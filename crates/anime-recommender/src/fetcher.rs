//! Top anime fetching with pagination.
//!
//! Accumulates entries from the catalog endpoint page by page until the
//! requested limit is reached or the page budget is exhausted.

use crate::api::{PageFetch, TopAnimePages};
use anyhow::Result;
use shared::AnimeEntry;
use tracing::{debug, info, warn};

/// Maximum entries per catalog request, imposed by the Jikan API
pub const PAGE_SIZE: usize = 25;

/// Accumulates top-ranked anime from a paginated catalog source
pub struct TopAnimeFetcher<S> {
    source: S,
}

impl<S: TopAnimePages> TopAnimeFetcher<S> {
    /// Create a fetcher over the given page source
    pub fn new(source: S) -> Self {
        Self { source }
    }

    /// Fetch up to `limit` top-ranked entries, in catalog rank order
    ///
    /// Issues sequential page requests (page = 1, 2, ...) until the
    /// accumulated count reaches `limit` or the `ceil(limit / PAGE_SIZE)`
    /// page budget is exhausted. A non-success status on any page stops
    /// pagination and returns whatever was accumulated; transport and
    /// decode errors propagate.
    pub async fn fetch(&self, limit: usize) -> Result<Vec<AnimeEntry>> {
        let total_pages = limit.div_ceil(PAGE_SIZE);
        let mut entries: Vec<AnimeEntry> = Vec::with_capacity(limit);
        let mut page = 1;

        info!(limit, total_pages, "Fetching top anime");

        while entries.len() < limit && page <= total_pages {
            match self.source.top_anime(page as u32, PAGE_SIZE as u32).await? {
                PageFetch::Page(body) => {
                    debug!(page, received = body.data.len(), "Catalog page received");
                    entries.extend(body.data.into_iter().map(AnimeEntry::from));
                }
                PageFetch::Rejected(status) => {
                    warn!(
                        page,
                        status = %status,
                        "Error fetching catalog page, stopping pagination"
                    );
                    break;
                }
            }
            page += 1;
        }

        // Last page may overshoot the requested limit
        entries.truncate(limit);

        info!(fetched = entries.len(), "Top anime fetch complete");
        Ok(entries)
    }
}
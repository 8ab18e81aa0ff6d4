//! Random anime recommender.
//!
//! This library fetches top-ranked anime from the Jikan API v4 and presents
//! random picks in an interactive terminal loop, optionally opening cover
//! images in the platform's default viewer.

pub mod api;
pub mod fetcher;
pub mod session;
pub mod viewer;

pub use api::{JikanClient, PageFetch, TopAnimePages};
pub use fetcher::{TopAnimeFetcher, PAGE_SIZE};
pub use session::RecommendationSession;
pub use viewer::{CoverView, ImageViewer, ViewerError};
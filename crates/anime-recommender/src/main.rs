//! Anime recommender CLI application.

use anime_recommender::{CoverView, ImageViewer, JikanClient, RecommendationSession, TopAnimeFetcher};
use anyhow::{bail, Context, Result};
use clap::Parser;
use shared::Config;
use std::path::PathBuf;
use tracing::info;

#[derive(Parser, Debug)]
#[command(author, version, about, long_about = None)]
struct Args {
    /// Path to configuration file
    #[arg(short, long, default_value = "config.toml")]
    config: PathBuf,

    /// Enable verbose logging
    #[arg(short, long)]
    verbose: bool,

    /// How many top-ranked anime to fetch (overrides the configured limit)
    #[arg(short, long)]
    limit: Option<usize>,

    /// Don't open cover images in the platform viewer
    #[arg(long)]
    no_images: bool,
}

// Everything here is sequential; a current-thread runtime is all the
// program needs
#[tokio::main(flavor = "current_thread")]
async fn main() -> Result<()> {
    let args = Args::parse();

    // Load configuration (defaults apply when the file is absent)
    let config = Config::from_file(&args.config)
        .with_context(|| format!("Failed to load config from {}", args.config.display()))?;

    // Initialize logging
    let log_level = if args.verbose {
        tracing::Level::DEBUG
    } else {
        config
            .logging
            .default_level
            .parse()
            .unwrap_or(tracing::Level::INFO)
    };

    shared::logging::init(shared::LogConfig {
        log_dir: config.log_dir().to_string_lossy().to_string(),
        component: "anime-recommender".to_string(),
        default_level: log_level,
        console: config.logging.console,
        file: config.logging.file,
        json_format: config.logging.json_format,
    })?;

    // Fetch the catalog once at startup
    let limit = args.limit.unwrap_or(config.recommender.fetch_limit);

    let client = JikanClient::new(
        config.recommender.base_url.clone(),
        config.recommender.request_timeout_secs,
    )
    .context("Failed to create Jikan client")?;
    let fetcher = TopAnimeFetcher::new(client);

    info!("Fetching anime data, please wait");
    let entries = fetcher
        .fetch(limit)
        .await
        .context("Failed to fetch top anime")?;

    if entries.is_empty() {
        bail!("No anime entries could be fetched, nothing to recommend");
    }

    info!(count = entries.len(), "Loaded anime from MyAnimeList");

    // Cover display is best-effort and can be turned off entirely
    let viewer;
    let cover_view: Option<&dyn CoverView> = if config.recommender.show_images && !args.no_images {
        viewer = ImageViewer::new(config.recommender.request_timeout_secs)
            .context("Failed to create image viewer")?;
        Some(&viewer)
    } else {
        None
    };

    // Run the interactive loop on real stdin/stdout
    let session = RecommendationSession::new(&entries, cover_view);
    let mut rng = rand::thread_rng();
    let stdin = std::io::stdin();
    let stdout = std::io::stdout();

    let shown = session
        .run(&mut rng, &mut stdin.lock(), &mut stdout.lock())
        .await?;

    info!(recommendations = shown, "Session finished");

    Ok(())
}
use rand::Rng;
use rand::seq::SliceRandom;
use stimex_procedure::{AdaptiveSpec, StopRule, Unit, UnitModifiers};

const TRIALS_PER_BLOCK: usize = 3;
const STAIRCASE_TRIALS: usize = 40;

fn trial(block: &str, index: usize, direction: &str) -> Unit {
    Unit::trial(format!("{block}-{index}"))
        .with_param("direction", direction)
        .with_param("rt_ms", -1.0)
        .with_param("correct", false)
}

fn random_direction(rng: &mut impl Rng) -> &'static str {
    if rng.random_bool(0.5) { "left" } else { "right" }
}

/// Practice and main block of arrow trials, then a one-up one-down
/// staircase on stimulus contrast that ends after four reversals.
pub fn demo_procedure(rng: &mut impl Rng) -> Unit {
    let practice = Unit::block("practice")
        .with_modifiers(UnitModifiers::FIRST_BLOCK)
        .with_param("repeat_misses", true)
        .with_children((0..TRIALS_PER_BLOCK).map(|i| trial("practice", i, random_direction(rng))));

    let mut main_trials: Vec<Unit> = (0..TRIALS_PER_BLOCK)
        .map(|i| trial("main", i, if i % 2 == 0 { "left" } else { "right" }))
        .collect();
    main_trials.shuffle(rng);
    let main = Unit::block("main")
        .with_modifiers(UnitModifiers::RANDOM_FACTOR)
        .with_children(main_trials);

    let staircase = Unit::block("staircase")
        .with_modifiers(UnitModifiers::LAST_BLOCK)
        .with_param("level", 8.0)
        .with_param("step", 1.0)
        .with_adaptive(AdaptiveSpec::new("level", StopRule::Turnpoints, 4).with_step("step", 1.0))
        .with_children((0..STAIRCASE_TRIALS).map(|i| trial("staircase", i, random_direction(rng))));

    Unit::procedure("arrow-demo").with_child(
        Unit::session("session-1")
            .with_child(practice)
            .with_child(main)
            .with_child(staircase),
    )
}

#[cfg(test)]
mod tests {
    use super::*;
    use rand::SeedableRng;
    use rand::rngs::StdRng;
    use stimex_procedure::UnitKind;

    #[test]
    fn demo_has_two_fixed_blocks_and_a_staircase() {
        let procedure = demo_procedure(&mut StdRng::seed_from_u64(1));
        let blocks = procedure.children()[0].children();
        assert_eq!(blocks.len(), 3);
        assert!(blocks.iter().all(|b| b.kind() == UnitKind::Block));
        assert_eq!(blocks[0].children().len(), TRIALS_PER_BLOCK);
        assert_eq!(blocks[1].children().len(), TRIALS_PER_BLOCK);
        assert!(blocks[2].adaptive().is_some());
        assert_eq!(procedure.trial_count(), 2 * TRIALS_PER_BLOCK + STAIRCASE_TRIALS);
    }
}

### DESCRIPTION OF THE TASK
Could you copy exactly the lines from the first line of the records above through the line containing "given page source", both included, and nothing else?

### REPLY
filename crates/anime-recommender/src/fetcher.rs
//! Top anime fetching with pagination.
//!
//! Accumulates entries from the catalog endpoint page by page until the
//! requested limit is reached or the page budget is exhausted.

use crate::api::{PageFetch, TopAnimePages};
use anyhow::Result;
use shared::AnimeEntry;
use tracing::{debug, info, warn};

/// Maximum entries per catalog request, imposed by the Jikan API
pub const PAGE_SIZE: usize = 25;

/// Accumulates top-ranked anime from a paginated catalog source
pub struct TopAnimeFetcher<S> {
    source: S,
}

impl<S: TopAnimePages> TopAnimeFetcher<S> {
    /// Create a fetcher over the given page source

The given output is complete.